Police also said they prevented several would-be donors from giving up their kidneys, intercepting some at Israel’s airport as they were preparing to travel abroad for surgery.
The traffickers offered up to $100,000 per kidney but in at least two cases didn’t pay the donors after the organs were surgically removed, police said.
The number of actual transplants was not known, Israeli police spokesman Micky Rosenfeld said. He added that “dozens” of potential donors answered newspaper ads placed by the ring.

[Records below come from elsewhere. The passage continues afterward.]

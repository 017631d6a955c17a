//! services/client/src/cli.rs
//!
//! The command-line surface of the client: argument definitions and the
//! dispatch that drives the session manager.

use clap::{Parser, Subcommand};
use standards_desk_core::session::SessionManager;

use crate::error::ClientError;

/// Standards Desk session client for the standards lookup service.
#[derive(Parser)]
#[command(name = "desk", version, about)]
pub struct Cli {
    #[command(subcommand)]
    pub command: Command,
}

#[derive(Subcommand)]
pub enum Command {
    /// Sign in and store the session locally
    Login {
        #[arg(long)]
        email: String,
        #[arg(long)]
        password: String,
    },
    /// Create an account and sign in
    Register {
        #[arg(long)]
        email: String,
        #[arg(long)]
        password: String,
        #[arg(long)]
        name: String,
    },
    /// End the session; local state clears even if the server is unreachable
    Logout,
    /// Validate the stored session and show who is signed in
    Status,
    /// Exchange the stored refresh token for a fresh access token
    Refresh,
}

/// Runs one command against the session manager.
///
/// Failures that the session manager recorded are printed from its `error`
/// field (the displayable message, never the raw failure) and then
/// returned so the process exits non-zero.
pub async fn run(command: Command, session: &SessionManager) -> Result<(), ClientError> {
    match command {
        Command::Login { email, password } => {
            if let Err(err) = session.login(&email, &password).await {
                print_recorded_error(session);
                return Err(err.into());
            }
            print_identity(session);
            Ok(())
        }
        Command::Register {
            email,
            password,
            name,
        } => {
            if let Err(err) = session.register(&email, &password, &name).await {
                print_recorded_error(session);
                return Err(err.into());
            }
            print_identity(session);
            Ok(())
        }
        Command::Logout => {
            session.logout().await;
            println!("Signed out.");
            Ok(())
        }
        Command::Status => {
            session.check_auth().await;
            if session.is_authenticated() {
                print_identity(session);
            } else {
                println!("Not signed in.");
            }
            Ok(())
        }
        Command::Refresh => {
            if let Err(err) = session.refresh_session().await {
                println!("Session could not be refreshed; please sign in again.");
                return Err(err.into());
            }
            println!("Session refreshed.");
            Ok(())
        }
    }
}

fn print_identity(session: &SessionManager) {
    match session.user() {
        Some(user) => println!("Signed in as {} <{}>", user.name, user.email),
        // The accepted transient: tokens held but no identity loaded yet.
        None => println!("Signed in (identity not loaded yet)."),
    }
}

fn print_recorded_error(session: &SessionManager) {
    if let Some(message) = session.error() {
        println!("{message}");
    }
}
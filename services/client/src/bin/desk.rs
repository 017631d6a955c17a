//! services/client/src/bin/desk.rs

use clap::Parser;
use client_lib::{
    adapters::{http_auth::HttpAuthAdapter, snapshot_file::FileSnapshotStore},
    cli::{run, Cli},
    config::Config,
    error::ClientError,
};
use standards_desk_core::session::SessionManager;
use std::sync::Arc;
use tracing::info;
use tracing_subscriber::{layer::SubscriberExt, util::SubscriberInitExt};

#[tokio::main]
async fn main() -> Result<(), ClientError> {
    // --- 1. Parse Arguments, Load Configuration & Set Up Logging ---
    let cli = Cli::parse();
    let config = Config::from_env()?;
    tracing_subscriber::registry()
        .with(tracing_subscriber::EnvFilter::new(config.log_level.to_string()))
        .with(tracing_subscriber::fmt::layer())
        .init();
    info!("Configuration loaded.");

    // --- 2. Build the HTTP Client & Service Adapters ---
    let http = reqwest::Client::builder()
        .timeout(config.http_timeout)
        .build()?;
    let auth_adapter = Arc::new(HttpAuthAdapter::new(http, config.api_base_url.clone()));
    let snapshot_store = Arc::new(FileSnapshotStore::new(config.session_file.clone()));

    // --- 3. Rehydrate the Session & Dispatch the Command ---
    let session = SessionManager::new(auth_adapter, snapshot_store);
    run(cli.command, &session).await
}
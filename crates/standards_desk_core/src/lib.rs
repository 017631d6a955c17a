pub mod domain;
pub mod ports;
pub mod session;

pub use domain::{AuthGrant, Credentials, Registration, SessionSnapshot, TokenPair, User};
pub use ports::{AuthService, PortError, PortResult, SnapshotStore};
pub use session::SessionManager;
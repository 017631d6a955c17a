//! services/client/src/error.rs
//!
//! Defines the primary error type for the entire client service.

use crate::config::ConfigError;
use standards_desk_core::ports::PortError;

/// The primary error type for the `client` service.
#[derive(Debug, thiserror::Error)]
pub enum ClientError {
    /// Represents an error that occurred during configuration loading.
    #[error("Configuration error: {0}")]
    Config(#[from] ConfigError),

    /// Represents an error that propagated up from one of the core service ports.
    #[error("Service Port Error: {0}")]
    Port(#[from] PortError),

    /// Represents an error from the underlying HTTP client library.
    #[error("HTTP client error: {0}")]
    Http(#[from] reqwest::Error),

    /// Represents a standard Input/Output error.
    #[error("IO error: {0}")]
    Io(#[from] std::io::Error),

    /// A catch-all for any other unexpected errors.
    #[error("An unexpected internal error occurred: {0}")]
    Internal(String),
}
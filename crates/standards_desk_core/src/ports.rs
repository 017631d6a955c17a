//! crates/standards_desk_core/src/ports.rs
//!
//! Defines the service contracts (traits) for the session client's core logic.
//! These traits form the boundary of the hexagonal architecture, allowing the core
//! to be independent of specific external implementations like HTTP transports or
//! on-disk storage.

use async_trait::async_trait;

use crate::domain::{AuthGrant, Credentials, Registration, SessionSnapshot, TokenPair, User};

//=========================================================================================
// Generic Port Error and Result Types
//=========================================================================================

/// A generic error type for all port operations.
/// This abstracts away the specific errors from external services (e.g., network, disk).
#[derive(Debug, Clone, thiserror::Error)]
pub enum PortError {
    /// The remote service refused the request and supplied a human-readable
    /// message. This is the only variant whose text may be shown to users.
    #[error("{0}")]
    Rejected(String),
    /// The credential or token is no longer valid.
    #[error("Unauthorized")]
    Unauthorized,
    /// Transport failures, malformed responses, I/O. Never shown to users
    /// verbatim; actions substitute their documented default message.
    #[error("An unexpected error occurred: {0}")]
    Unexpected(String),
}

impl PortError {
    /// The message suitable for direct display, or `fallback` when the
    /// failure carries nothing a user should see.
    pub fn display_message(&self, fallback: &str) -> String {
        match self {
            PortError::Rejected(msg) if !msg.trim().is_empty() => msg.clone(),
            _ => fallback.to_string(),
        }
    }
}

/// A convenience type alias for `Result<T, PortError>`.
pub type PortResult<T> = Result<T, PortError>;

//=========================================================================================
// Service Ports (Traits)
//=========================================================================================

/// The remote authentication capability the session manager consumes.
///
/// A test double can be substituted for the real HTTP implementation without
/// touching the session manager's logic.
#[async_trait]
pub trait AuthService: Send + Sync {
    /// Exchanges credentials for tokens and the user's identity record.
    async fn login(&self, credentials: &Credentials) -> PortResult<AuthGrant>;

    /// Creates an account and signs the new user in, in one round trip.
    async fn register(&self, registration: &Registration) -> PortResult<AuthGrant>;

    /// Invalidates the session on the server side. Callers ignore the outcome.
    async fn logout(&self, access_token: &str) -> PortResult<()>;

    /// Fetches the identity record the access token belongs to.
    async fn current_user(&self, access_token: &str) -> PortResult<User>;

    /// Exchanges a refresh token for a new access token (and possibly a
    /// rotated refresh token).
    async fn refresh(&self, refresh_token: &str) -> PortResult<TokenPair>;
}

/// The durable storage slot for the persisted session subset.
///
/// Deliberately synchronous: the persistence write must happen immediately
/// after the in-memory commit, with no suspension point in between.
pub trait SnapshotStore: Send + Sync {
    /// Reads the stored snapshot. An empty or corrupt slot loads as
    /// `Ok(None)`; rehydration must never fail startup.
    fn load(&self) -> PortResult<Option<SessionSnapshot>>;

    /// Overwrites the slot with the given snapshot.
    fn save(&self, snapshot: &SessionSnapshot) -> PortResult<()>;
}
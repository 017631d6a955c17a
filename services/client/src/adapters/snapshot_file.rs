//! services/client/src/adapters/snapshot_file.rs
//!
//! This module contains the file-backed implementation of the `SnapshotStore`
//! port: a single JSON file acting as the durable session slot.

use std::fs;
use std::io::ErrorKind;
use std::path::PathBuf;

use standards_desk_core::domain::SessionSnapshot;
use standards_desk_core::ports::{PortError, PortResult, SnapshotStore};
use tracing::warn;

//=========================================================================================
// The Main Adapter Struct
//=========================================================================================

/// A snapshot store that keeps the session in one JSON file.
#[derive(Clone)]
pub struct FileSnapshotStore {
    path: PathBuf,
}

impl FileSnapshotStore {
    /// Creates a new `FileSnapshotStore` for the given slot path.
    pub fn new(path: impl Into<PathBuf>) -> Self {
        Self { path: path.into() }
    }
}

//=========================================================================================
// `SnapshotStore` Trait Implementation
//=========================================================================================

impl SnapshotStore for FileSnapshotStore {
    /// Reads the slot. A missing file is an empty slot; a file that fails to
    /// parse is treated the same way, since a corrupt slot must never break
    /// rehydration.
    fn load(&self) -> PortResult<Option<SessionSnapshot>> {
        let contents = match fs::read_to_string(&self.path) {
            Ok(contents) => contents,
            Err(err) if err.kind() == ErrorKind::NotFound => return Ok(None),
            Err(err) => return Err(PortError::Unexpected(err.to_string())),
        };

        match serde_json::from_str::<SessionSnapshot>(&contents) {
            Ok(snapshot) => Ok(Some(snapshot)),
            Err(err) => {
                warn!(path = %self.path.display(), "ignoring corrupt session slot: {err}");
                Ok(None)
            }
        }
    }

    /// Writes the snapshot through a sibling temp file and a rename, so a
    /// crash mid-write cannot leave a half-written slot behind.
    fn save(&self, snapshot: &SessionSnapshot) -> PortResult<()> {
        if let Some(parent) = self.path.parent() {
            fs::create_dir_all(parent).map_err(|e| PortError::Unexpected(e.to_string()))?;
        }

        let serialized = serde_json::to_string_pretty(snapshot)
            .map_err(|e| PortError::Unexpected(e.to_string()))?;

        let staging = self.path.with_extension("json.tmp");
        fs::write(&staging, serialized).map_err(|e| PortError::Unexpected(e.to_string()))?;
        fs::rename(&staging, &self.path).map_err(|e| PortError::Unexpected(e.to_string()))?;
        Ok(())
    }
}

//=========================================================================================
// Tests
//=========================================================================================

#[cfg(test)]
mod tests {
    use super::*;
    use standards_desk_core::domain::User;

    fn snapshot() -> SessionSnapshot {
        SessionSnapshot {
            user: Some(User {
                id: "1".to_string(),
                email: "user@example.com".to_string(),
                name: "U".to_string(),
            }),
            access_token: Some("A".to_string()),
            refresh_token: Some("R".to_string()),
            is_authenticated: true,
        }
    }

    #[test]
    fn save_then_load_round_trips_exactly() {
        let dir = tempfile::tempdir().unwrap();
        let store = FileSnapshotStore::new(dir.path().join("session.json"));

        store.save(&snapshot()).unwrap();
        let loaded = store.load().unwrap();

        assert_eq!(loaded, Some(snapshot()));
    }

    #[test]
    fn missing_file_loads_as_empty_slot() {
        let dir = tempfile::tempdir().unwrap();
        let store = FileSnapshotStore::new(dir.path().join("absent.json"));

        assert_eq!(store.load().unwrap(), None);
    }

    #[test]
    fn corrupt_file_loads_as_empty_slot() {
        let dir = tempfile::tempdir().unwrap();
        let path = dir.path().join("session.json");
        fs::write(&path, "{not json").unwrap();
        let store = FileSnapshotStore::new(path);

        assert_eq!(store.load().unwrap(), None);
    }

    #[test]
    fn save_creates_missing_parent_directories() {
        let dir = tempfile::tempdir().unwrap();
        let store = FileSnapshotStore::new(dir.path().join("nested/slot/session.json"));

        store.save(&SessionSnapshot::default()).unwrap();

        assert_eq!(store.load().unwrap(), Some(SessionSnapshot::default()));
    }

    #[test]
    fn save_overwrites_previous_snapshot() {
        let dir = tempfile::tempdir().unwrap();
        let store = FileSnapshotStore::new(dir.path().join("session.json"));

        store.save(&snapshot()).unwrap();
        store.save(&SessionSnapshot::default()).unwrap();

        assert_eq!(store.load().unwrap(), Some(SessionSnapshot::default()));
    }

    #[test]
    fn persisted_file_never_contains_transient_fields() {
        let dir = tempfile::tempdir().unwrap();
        let path = dir.path().join("session.json");
        let store = FileSnapshotStore::new(path.clone());

        store.save(&snapshot()).unwrap();
        let raw = fs::read_to_string(path).unwrap();

        assert!(!raw.contains("is_loading"));
        assert!(!raw.contains("error"));
    }
}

The donors were flown to Europe, South America or Southeast Asia, where the organs were extracted. They often returned home empty-handed and with medical complications, police said. Israeli law bans organ sales.
One of the arrested suspects is a retired Israeli army general, police said. Further arrests were expected following a monthslong undercover investigation across the whole country, police added.
Police notified several potential donors shortly before surgery, as well as several people who had already traveled abroad and others who were stopped at the Ben-Gurion airport in Tel Aviv, Rosenfeld said.
He said the six suspects were arrested “at different times based on where it was most convenient and most necessary.”
In an unrelated case last year, an FBI sting in New Jersey exposed an organ trafficking ring that operated for more than a decade. Levy Izhak Rosenbaum, an American, was charged with conspiring to arrange the sale of an Israeli citizen’s kidney for $160,000.
Organ donors in that case were brought to the U.S. from Israel, where their kidneys were removed, according to the indictment.
The New Jersey case mushroomed from an investigation into money laundering and trafficking in kidneys and fake designer bags to a political corruption probe, resulting in 44 arrests.